To this day, Kanehailua experiences occasional dizzy spells and black spots among other health problems. Like many combat veterans from the Vietnam War, he suffers adverse effects from a widely-used herbicide known as “Agent Orange.” There are still remnants of metal shrapnel embedded in his skin, and has post-traumatic stress disorder.
But said he treats each day as if it were his last, and remains active in the community, counseling others, lecturing at UH, and attending church. He calls his experience in the Marine Corps “bittersweet,” because despite the physical and emotional injury, the Corps still taught him discipline and independence. He plans to write a book about his experiences, and shares his story with the young men and women preparing to join the military.
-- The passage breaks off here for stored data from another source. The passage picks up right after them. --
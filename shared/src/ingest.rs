use lambda_http::{http::StatusCode, Body, Error, Response};
use serde::Deserialize;

use crate::fetch::{fetch_external_image, FetchError};
use crate::storage::{object_key, upload_image};
use crate::transform::optimize_image;
use crate::AppState;
use repvendas_atoms::products;

#[derive(Debug, Deserialize)]
#[serde(rename_all = "camelCase")]
struct IngestRequest {
    product_id: String,
    external_url: String,
}

/// Render a compact source-chain excerpt for the error body. Never a raw
/// backtrace, always bounded.
fn error_chain(err: &(dyn std::error::Error + 'static)) -> String {
    let mut out = err.to_string();
    let mut current = err.source();
    while let Some(e) = current {
        out.push_str(" -> ");
        out.push_str(&e.to_string());
        current = e.source();
    }
    if out.len() > 400 {
        let mut cut = 400;
        while !out.is_char_boundary(cut) {
            cut -= 1;
        }
        out.truncate(cut);
        out.push('…');
    }
    out
}

fn failure_response(
    status: StatusCode,
    message: &str,
    cause: &str,
    details: &str,
) -> Result<Response<Body>, Error> {
    Ok(Response::builder()
        .status(status)
        .header("Content-Type", "application/json")
        .body(
            serde_json::json!({
                "success": false,
                "error": message,
                "cause": cause,
                "details": details,
            })
            .to_string()
            .into(),
        )
        .map_err(Box::new)?)
}

/// POST /images/ingest - fetch an external image, optimize it, store it,
/// and point the product at the stored copy. The product row is only
/// touched after the upload succeeded, so a failed run leaves no partial
/// state.
pub async fn ingest_external_image(
    state: &AppState,
    user_id: &str,
    body: &Body,
) -> Result<Response<Body>, Error> {
    let body_str = match body {
        Body::Text(text) => text.as_str(),
        Body::Binary(bytes) => std::str::from_utf8(bytes).unwrap_or(""),
        Body::Empty => "",
    };

    let request: IngestRequest = match serde_json::from_str(body_str) {
        Ok(req) => req,
        Err(e) => {
            return failure_response(
                StatusCode::BAD_REQUEST,
                "Invalid request body: expected { productId, externalUrl }",
                "validation",
                &e.to_string(),
            )
        }
    };

    tracing::info!(
        "Image ingest requested: user={}, product={}, url={}",
        user_id,
        request.product_id,
        request.external_url
    );

    // 1. Resolve the owning product; pipelines never create rows
    let product = match products::get_product(
        &state.dynamo_client,
        &state.config.table_name,
        user_id,
        &request.product_id,
    )
    .await
    {
        Ok(p) => p,
        Err(e) if e == "Product not found" => {
            return failure_response(StatusCode::NOT_FOUND, &e, "not_found", &e)
        }
        Err(e) => {
            return failure_response(
                StatusCode::INTERNAL_SERVER_ERROR,
                "Failed to load product",
                "database",
                &e,
            )
        }
    };

    // 2-5. Fetch with retry/classification and the size cap
    let fetched = match fetch_external_image(
        &state.fetch_clients,
        &state.config.fetch,
        &state.config.trust,
        &request.external_url,
    )
    .await
    {
        Ok(f) => f,
        Err(e) => {
            tracing::error!(
                "Image fetch failed: product={}, url={}, cause={}, error={}",
                request.product_id,
                request.external_url,
                e.cause_code(),
                e
            );
            let status = match e {
                FetchError::InvalidUrl { .. } => StatusCode::BAD_REQUEST,
                FetchError::TooLarge { .. } => StatusCode::UNPROCESSABLE_ENTITY,
                _ => StatusCode::INTERNAL_SERVER_ERROR,
            };
            return failure_response(
                status,
                "Failed to download external image",
                e.cause_code(),
                &error_chain(&e),
            );
        }
    };

    // 6. Resize / re-encode
    let optimized = match optimize_image(
        &fetched.bytes,
        fetched.content_type.as_deref(),
        &state.config.transform,
    ) {
        Ok(o) => o,
        Err(e) => {
            tracing::error!(
                "Image transform failed: product={}, url={}, error={}",
                request.product_id,
                request.external_url,
                e
            );
            return failure_response(
                StatusCode::INTERNAL_SERVER_ERROR,
                "Failed to process image",
                "transform",
                &e,
            );
        }
    };

    // 7. Store the optimized copy
    let key = object_key(
        user_id,
        product.brand.as_deref(),
        chrono::Utc::now(),
        &uuid::Uuid::new_v4().to_string(),
    );
    let uploaded = match upload_image(
        &state.s3_client,
        &state.config.bucket_name,
        &state.config.public_base_url,
        &key,
        optimized.bytes,
        optimized.content_type,
    )
    .await
    {
        Ok(u) => u,
        Err(e) => {
            tracing::error!(
                "Image upload failed: product={}, key={}, error={}",
                request.product_id,
                key,
                e
            );
            return failure_response(
                StatusCode::INTERNAL_SERVER_ERROR,
                "Failed to store image",
                "storage",
                &e,
            );
        }
    };

    // 8. Point the product at the stored copy - only after the upload
    if let Err(e) = products::update_product_image(
        &state.dynamo_client,
        &state.config.table_name,
        user_id,
        &request.product_id,
        &uploaded.public_url,
        &uploaded.path,
    )
    .await
    {
        tracing::error!(
            "Product image update failed after upload: product={}, key={}, error={}",
            request.product_id,
            uploaded.path,
            e
        );
        return failure_response(
            StatusCode::INTERNAL_SERVER_ERROR,
            "Image stored but product update failed",
            "database",
            &e,
        );
    }

    tracing::info!(
        "Image ingest complete: product={}, key={}, {}x{}",
        request.product_id,
        uploaded.path,
        optimized.width,
        optimized.height
    );

    Ok(Response::builder()
        .status(StatusCode::OK)
        .header("Content-Type", "application/json")
        .body(
            serde_json::json!({
                "success": true,
                "url": uploaded.public_url,
            })
            .to_string()
            .into(),
        )
        .map_err(Box::new)?)
}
“It's not easy to put emotional words down onto paper,” Kanehailua said. “It's a struggle because as you write you get flashbacks, and you try and put two and two together and then you try to validate your stories with other people's stories. But you can have five guys in one incident and you're going to get five different stories.”
The war and the Corps are still very much a part of Kanehailua today. He annually attends gatherings with the remaining members of Golf Company, 2nd Bn., 7th Marines, as they share stories and pay tribute to their fallen.
“(Reunions are) good because you can almost put the little pieces (of the puzzle) together, because those are the guys (who) were with you and these are the guys that can help you validate your stories,” he said.
His comrades also visit him from time to time, enjoying music and song. But they never forget the war that brought them together. Though their scars from this war may never completely heal, Kanehailua always lends an ear to his fellow Marines, when they need closure.
“You don't need to ‘medicate' yourself with drugs or alcohol,” Kanehailua said. “Talk about it, let it out.”